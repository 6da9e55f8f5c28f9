//! Version construction, sealing and deletion
//!
//! ```text
//!              open_version
//!                   │
//!                   ▼
//!   ┌──────────── Open ────────────┐
//!   │ no net change / error        │ seal_version (net change)
//!   ▼                              ▼
//! Discarded                     Sealed ──delete_version──▶ squashed into successor
//! ```
//!
//! Every function here runs inside the caller's transaction and leaves the
//! commit to the caller.

use tracing::{debug, info, warn};

use super::counts::{compute_counts, content_types};
use super::materializer;
use super::mutation::VersionEditor;
use super::retention::protected_versions;
use super::squash::{retract, squash};
use crate::domain::{LedgerTx, Repository, RepositoryKind, RepositoryVersion};
use crate::{Result, StorageError};

/// Outcome of finalizing an open version
#[derive(Debug, Clone, PartialEq, Eq)]
pub enum Finalized {
    /// The version is complete and visible
    Sealed(RepositoryVersion),
    /// The version had no net change and is gone
    Discarded,
}

/// Give a freshly inserted repository its empty, complete version 0.
pub fn create_initial_version(
    tx: &mut dyn LedgerTx,
    repository: &mut Repository,
) -> Result<RepositoryVersion> {
    let mut version = RepositoryVersion::new(repository.id, 0);
    version.complete = true;
    version.content_ids = Some(Default::default());
    tx.insert_version(&version)?;

    repository.next_version = 1;
    tx.update_repository(repository)?;
    Ok(version)
}

/// Open the next version of `repository`.
///
/// The version starts as a clone of the latest complete version, reset to
/// `base`'s content when given. A stale open version left behind by a dead
/// writer is discarded first; `held` means a live writer still owns it.
pub fn open_version(
    tx: &mut dyn LedgerTx,
    repository: &Repository,
    kind: &dyn RepositoryKind,
    base: Option<&RepositoryVersion>,
    held: bool,
    batch_size: usize,
) -> Result<RepositoryVersion> {
    let stale: Vec<RepositoryVersion> = tx
        .list_versions(repository.id)?
        .into_iter()
        .filter(|v| !v.complete)
        .collect();
    for version in &stale {
        if held {
            return Err(StorageError::concurrent_mutation(
                repository.id,
                format!("Version {} of {} is still being built", version.number, repository),
            ));
        }
        warn!(version = %version, "Discarding stale incomplete version");
        discard_version(tx, version, batch_size)?;
    }

    let number = repository.next_version;
    let mut version = RepositoryVersion::new(repository.id, number);
    version.base_version_id = base.map(|b| b.id);
    version.content_ids = Some(materializer::initial_snapshot(tx, repository.id, number)?);
    tx.insert_version(&version)?;

    let base_content = match base {
        Some(base) => Some(materializer::content_ids(tx, base)?),
        None => None,
    };

    let mut editor = VersionEditor::new(tx, repository, &mut version, batch_size);
    if let Some(base_content) = base_content {
        editor.set_content(&base_content)?;
    }
    kind.initialize_new_version(&mut editor)?;
    editor.save()?;
    drop(editor);

    debug!(version = %version, base = ?version.base_version_id, "Opened version");
    Ok(version)
}

/// Finalize an open version.
///
/// Runs the kind's finalize hook, discards the version when it changed
/// nothing, otherwise checks content types and seals it. An error leaves the
/// transaction dirty; the caller drops it and discards the version.
pub fn seal_version(
    tx: &mut dyn LedgerTx,
    repository: &mut Repository,
    version: &mut RepositoryVersion,
    kind: &dyn RepositoryKind,
    batch_size: usize,
) -> Result<Finalized> {
    if version.complete {
        return Err(StorageError::immutable_version(repository.id, version.number));
    }

    {
        let mut editor = VersionEditor::new(tx, repository, version, batch_size);
        kind.finalize_new_version(&mut editor)?;
        editor.save()?;
    }

    let added = materializer::added(tx, version, None)?;
    let removed = materializer::removed(tx, version, None)?;
    if added.is_empty() && removed.is_empty() {
        discard_version(tx, version, batch_size)?;
        info!(version = %version, "Discarded version without changes");
        return Ok(Finalized::Discarded);
    }

    let present = materializer::content_ids(tx, version)?;
    let unsupported: Vec<String> = content_types(tx, &present, batch_size)?
        .into_iter()
        .filter(|t| !kind.supports(t))
        .collect();
    if !unsupported.is_empty() {
        return Err(StorageError::unsupported_content_types(
            repository.id,
            version.number,
            &unsupported,
        ));
    }

    version.complete = true;
    repository.next_version = version.number + 1;
    tx.update_repository(repository)?;
    tx.update_version(version)?;
    compute_counts(tx, version, batch_size)?;

    info!(
        version = %version,
        added = added.len(),
        removed = removed.len(),
        present = present.len(),
        "Sealed version"
    );
    Ok(Finalized::Sealed(version.clone()))
}

/// Throw away an open version and every change it recorded.
pub fn discard_version(
    tx: &mut dyn LedgerTx,
    version: &RepositoryVersion,
    batch_size: usize,
) -> Result<()> {
    if version.complete {
        return Err(StorageError::immutable_version(
            version.repository_id,
            version.number,
        ));
    }
    retract(tx, version, batch_size)?;
    tx.delete_version(version.id)?;
    debug!(version = %version, "Discarded version");
    Ok(())
}

/// Delete a version.
///
/// An open version is discarded. A sealed version is folded into its next
/// complete successor, or simply retracted when it is the latest, after
/// which no ledger record may still name it.
pub fn delete_version(
    tx: &mut dyn LedgerTx,
    version: &RepositoryVersion,
    batch_size: usize,
) -> Result<()> {
    if !version.complete {
        return discard_version(tx, version, batch_size);
    }

    let repository_id = version.repository_id;
    let versions = tx.list_versions(repository_id)?;
    if let Some(open) = versions.iter().find(|v| !v.complete) {
        return Err(StorageError::concurrent_mutation(
            repository_id,
            format!(
                "Cannot delete version {} while version {} is in flight",
                version.number, open.number
            ),
        ));
    }
    if versions.iter().filter(|v| v.complete).count() <= 1 {
        return Err(StorageError::last_version(repository_id, version.number));
    }
    if protected_versions(tx, repository_id)?.contains(&version.id) {
        return Err(StorageError::protected_version(repository_id, version.number));
    }

    match materializer::next_complete(tx, repository_id, version.number)? {
        Some(next) => squash(tx, version, &next, batch_size)?,
        None => retract(tx, version, batch_size)?,
    }

    let dangling = tx.count_references(version.id)?;
    if dangling > 0 {
        return Err(StorageError::consistency(
            repository_id,
            version.number,
            format!(
                "{} ledger records still reference version {} after compaction",
                dangling, version.number
            ),
        ));
    }

    tx.delete_version(version.id)?;
    info!(version = %version, "Deleted version");
    Ok(())
}
//! Domain layer
//!
//! # Domain Models
//!
//! - `Repository`: versioned collection of content, owns its versions
//! - `RepositoryVersion`: Open (incomplete) or Sealed (complete) version
//! - `RepositoryContent`: append-only ledger of membership facts
//! - `ContentUnit`, `ContentCount`, `Publication`, `Distribution`
//!
//! # Ports
//!
//! - `VersionStore` / `LedgerTx`: transactional storage
//! - `CacheInvalidator`: content cache
//!
//! # Strategy
//!
//! - `RepositoryKind`: per repository type content rules and hooks

pub mod kind;
pub mod models;
pub mod ports;

pub use kind::{KindRegistry, RepositoryKind, SimpleKind, FILE_KIND};
pub use models::{
    ContentCount, ContentId, ContentUnit, CountType, Distribution, DomainId, MembershipFilter,
    MembershipId, Publication, Repository, RepositoryContent, RepositoryId, RepositoryVersion,
    VersionId, DEFAULT_DOMAIN,
};
pub use ports::{CacheInvalidator, LedgerTx, NoopInvalidator, VersionStore};
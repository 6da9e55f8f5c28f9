//! Async API
//!
//! - `RepositoryService`: repositories, versions, content queries, consumers
//! - `VersionHandle`: one open version, finalized or discarded exactly once

pub mod handle;
pub mod service;

pub use handle::VersionHandle;
pub use service::{RepositoryService, SnapshotMismatch, VerificationReport};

----------

## Your goal
All of the material above should be set down again, unaltered.

## Task solution
repository 6da9e55f8f5c28f9
//! Version construction, sealing and deletion
//!
//! ```text
//!              open_version
//!                   │
//!                   ▼
//!   ┌──────────── Open ────────────┐
//!   │ no net change / error        │ seal_version (net change)
//!   ▼                              ▼
//! Discarded                     Sealed ──delete_version──▶ squashed into successor
//! ```
//!
//! Every function here runs inside the caller's transaction and leaves the
//! commit to the caller.

use tracing::{debug, info, warn};

use super::counts::{compute_counts, content_types};
use super::materializer;
use super::mutation::VersionEditor;
use super::retention::protected_versions;
use super::squash::{retract, squash};
use crate::domain::{LedgerTx, Repository, RepositoryKind, RepositoryVersion};
use crate::{Result, StorageError};

/// Outcome of finalizing an open version
#[derive(Debug, Clone, PartialEq, Eq)]
pub enum Finalized {
    /// The version is complete and visible
    Sealed(RepositoryVersion),
    /// The version had no net change and is gone
    Discarded,
}

/// Give a freshly inserted repository its empty, complete version 0.
pub fn create_initial_version(
    tx: &mut dyn LedgerTx,
    repository: &mut Repository,
) -> Result<RepositoryVersion> {
    let mut version = RepositoryVersion::new(repository.id, 0);
    version.complete = true;
    version.content_ids = Some(Default::default());
    tx.insert_version(&version)?;

    repository.next_version = 1;
    tx.update_repository(repository)?;
    Ok(version)
}

/// Open the next version of `repository`.
///
/// The version starts as a clone of the latest complete version, reset to
/// `base`'s content when given. A stale open version left behind by a dead
/// writer is discarded first; `held` means a live writer still owns it.
pub fn open_version(
    tx: &mut dyn LedgerTx,
    repository: &Repository,
    kind: &dyn RepositoryKind,
    base: Option<&RepositoryVersion>,
    held: bool,
    batch_size: usize,
) -> Result<RepositoryVersion> {
    let stale: Vec<RepositoryVersion> = tx
        .list_versions(repository.id)?
        .into_iter()
        .filter(|v| !v.complete)
        .collect();
    for version in &stale {
        if held {
            return Err(StorageError::concurrent_mutation(
                repository.id,
                format!("Version {} of {} is still being built", version.number, repository),
            ));
        }
        warn!(version = %version, "Discarding stale incomplete version");
        discard_version(tx, version, batch_size)?;
    }

    let number = repository.next_version;
    let mut version = RepositoryVersion::new(repository.id, number);
    version.base_version_id = base.map(|b| b.id);
    version.content_ids = Some(materializer::initial_snapshot(tx, repository.id, number)?);
    tx.insert_version(&version)?;

    let base_content = match base {
        Some(base) => Some(materializer::content_ids(tx, base)?),
        None => None,
    };

    let mut editor = VersionEditor::new(tx, repository, &mut version, batch_size);
    if let Some(base_content) = base_content {
        editor.set_content(&base_content)?;
    }
    kind.initialize_new_version(&mut editor)?;
    editor.save()?;
    drop(editor);

    debug!(version = %version, base = ?version.base_version_id, "Opened version");
    Ok(version)
}

/// Finalize an open version.
///
/// Runs the kind's finalize hook, discards the version when it changed
/// nothing, otherwise checks content types and seals it. An error leaves the
/// transaction dirty; the caller drops it and discards the version.
pub fn seal_version(
    tx: &mut dyn LedgerTx,
    repository: &mut Repository,
    version: &mut RepositoryVersion,
    kind: &dyn RepositoryKind,
    batch_size: usize,
) -> Result<Finalized> {
    if version.complete {
        return Err(StorageError::immutable_version(repository.id, version.number));
    }

    {
        let mut editor = VersionEditor::new(tx, repository, version, batch_size);
        kind.finalize_new_version(&mut editor)?;
        editor.save()?;
    }

    let added = materializer::added(tx, version, None)?;
    let removed = materializer::removed(tx, version, None)?;
    if added.is_empty() && removed.is_empty() {
        discard_version(tx, version, batch_size)?;
        info!(version = %version, "Discarded version without changes");
        return Ok(Finalized::Discarded);
    }

    let present = materializer::content_ids(tx, version)?;
    let unsupported: Vec<String> = content_types(tx, &present, batch_size)?
        .into_iter()
        .filter(|t| !kind.supports(t))
        .collect();
    if !unsupported.is_empty() {
        return Err(StorageError::unsupported_content_types(
            repository.id,
            version.number,
            &unsupported,
        ));
    }

    version.complete = true;
    repository.next_version = version.number + 1;
    tx.update_repository(repository)?;
    tx.update_version(version)?;
    compute_counts(tx, version, batch_size)?;

    info!(
        version = %version,
        added = added.len(),
        removed = removed.len(),
        present = present.len(),
        "Sealed version"
    );
    Ok(Finalized::Sealed(version.clone()))
}

/// Throw away an open version and every change it recorded.
pub fn discard_version(
    tx: &mut dyn LedgerTx,
    version: &RepositoryVersion,
    batch_size: usize,
) -> Result<()> {
    if version.complete {
        return Err(StorageError::immutable_version(
            version.repository_id,
            version.number,
        ));
    }
    retract(tx, version, batch_size)?;
    tx.delete_version(version.id)?;
    debug!(version = %version, "Discarded version");
    Ok(())
}

/// Delete a version.
///
/// An open version is discarded. A sealed version is folded into its next
/// complete successor, or simply retracted when it is the latest, after
/// which no ledger record may still name it.
pub fn delete_version(
    tx: &mut dyn LedgerTx,
    version: &RepositoryVersion,
    batch_size: usize,
) -> Result<()> {
    if !version.complete {
        return discard_version(tx, version, batch_size);
    }

    let repository_id = version.repository_id;
    let versions = tx.list_versions(repository_id)?;
    if let Some(open) = versions.iter().find(|v| !v.complete) {
        return Err(StorageError::concurrent_mutation(
            repository_id,
            format!(
                "Cannot delete version {} while version {} is in flight",
                version.number, open.number
            ),
        ));
    }
    if versions.iter().filter(|v| v.complete).count() <= 1 {
        return Err(StorageError::last_version(repository_id, version.number));
    }
    if protected_versions(tx, repository_id)?.contains(&version.id) {
        return Err(StorageError::protected_version(repository_id, version.number));
    }

    match materializer::next_complete(tx, repository_id, version.number)? {
        Some(next) => squash(tx, version, &next, batch_size)?,
        None => retract(tx, version, batch_size)?,
    }

    let dangling = tx.count_references(version.id)?;
    if dangling > 0 {
        return Err(StorageError::consistency(
            repository_id,
            version.number,
            format!(
                "{} ledger records still reference version {} after compaction",
                dangling, version.number
            ),
        ));
    }

    tx.delete_version(version.id)?;
    info!(version = %version, "Deleted version");
    Ok(())
}
//! Domain layer
//!
//! # Domain Models
//!
//! - `Repository`: versioned collection of content, owns its versions
//! - `RepositoryVersion`: Open (incomplete) or Sealed (complete) version
//! - `RepositoryContent`: append-only ledger of membership facts
//! - `ContentUnit`, `ContentCount`, `Publication`, `Distribution`
//!
//! # Ports
//!
//! - `VersionStore` / `LedgerTx`: transactional storage
//! - `CacheInvalidator`: content cache
//!
//! # Strategy
//!
//! - `RepositoryKind`: per repository type content rules and hooks

pub mod kind;
pub mod models;
pub mod ports;

pub use kind::{KindRegistry, RepositoryKind, SimpleKind, FILE_KIND};
pub use models::{
    ContentCount, ContentId, ContentUnit, CountType, Distribution, DomainId, MembershipFilter,
    MembershipId, Publication, Repository, RepositoryContent, RepositoryId, RepositoryVersion,
    VersionId, DEFAULT_DOMAIN,
};
pub use ports::{CacheInvalidator, LedgerTx, NoopInvalidator, VersionStore};
repository 6da9e55f8f5c28f9
//! Async API
//!
//! - `RepositoryService`: repositories, versions, content queries, consumers
//! - `VersionHandle`: one open version, finalized or discarded exactly once

pub mod handle;
pub mod service;

pub use handle::VersionHandle;
pub use service::{RepositoryService, SnapshotMismatch, VerificationReport};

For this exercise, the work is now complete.